[Aim of the exercise]
Go through the entries below line by line and tally those holding "distance"; write only the tally.

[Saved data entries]
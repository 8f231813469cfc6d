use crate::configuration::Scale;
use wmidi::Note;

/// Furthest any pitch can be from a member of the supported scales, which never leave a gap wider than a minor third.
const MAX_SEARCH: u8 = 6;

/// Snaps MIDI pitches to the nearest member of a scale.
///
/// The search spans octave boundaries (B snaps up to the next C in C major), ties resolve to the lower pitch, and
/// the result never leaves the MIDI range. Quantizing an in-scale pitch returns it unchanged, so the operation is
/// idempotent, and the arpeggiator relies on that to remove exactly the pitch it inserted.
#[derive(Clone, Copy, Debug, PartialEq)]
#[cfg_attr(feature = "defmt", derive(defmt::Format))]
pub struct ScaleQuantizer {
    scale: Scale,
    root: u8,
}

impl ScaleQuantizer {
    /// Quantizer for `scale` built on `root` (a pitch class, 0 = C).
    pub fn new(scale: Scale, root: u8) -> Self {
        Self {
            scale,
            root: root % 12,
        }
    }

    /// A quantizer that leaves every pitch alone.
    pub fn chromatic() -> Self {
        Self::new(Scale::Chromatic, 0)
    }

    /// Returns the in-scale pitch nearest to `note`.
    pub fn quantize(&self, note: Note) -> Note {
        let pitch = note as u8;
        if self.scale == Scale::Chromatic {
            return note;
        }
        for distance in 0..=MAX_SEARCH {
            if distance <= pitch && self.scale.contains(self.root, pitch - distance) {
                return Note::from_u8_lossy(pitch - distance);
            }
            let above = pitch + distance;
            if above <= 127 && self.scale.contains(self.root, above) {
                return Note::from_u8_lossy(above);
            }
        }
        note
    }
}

[Task response]
4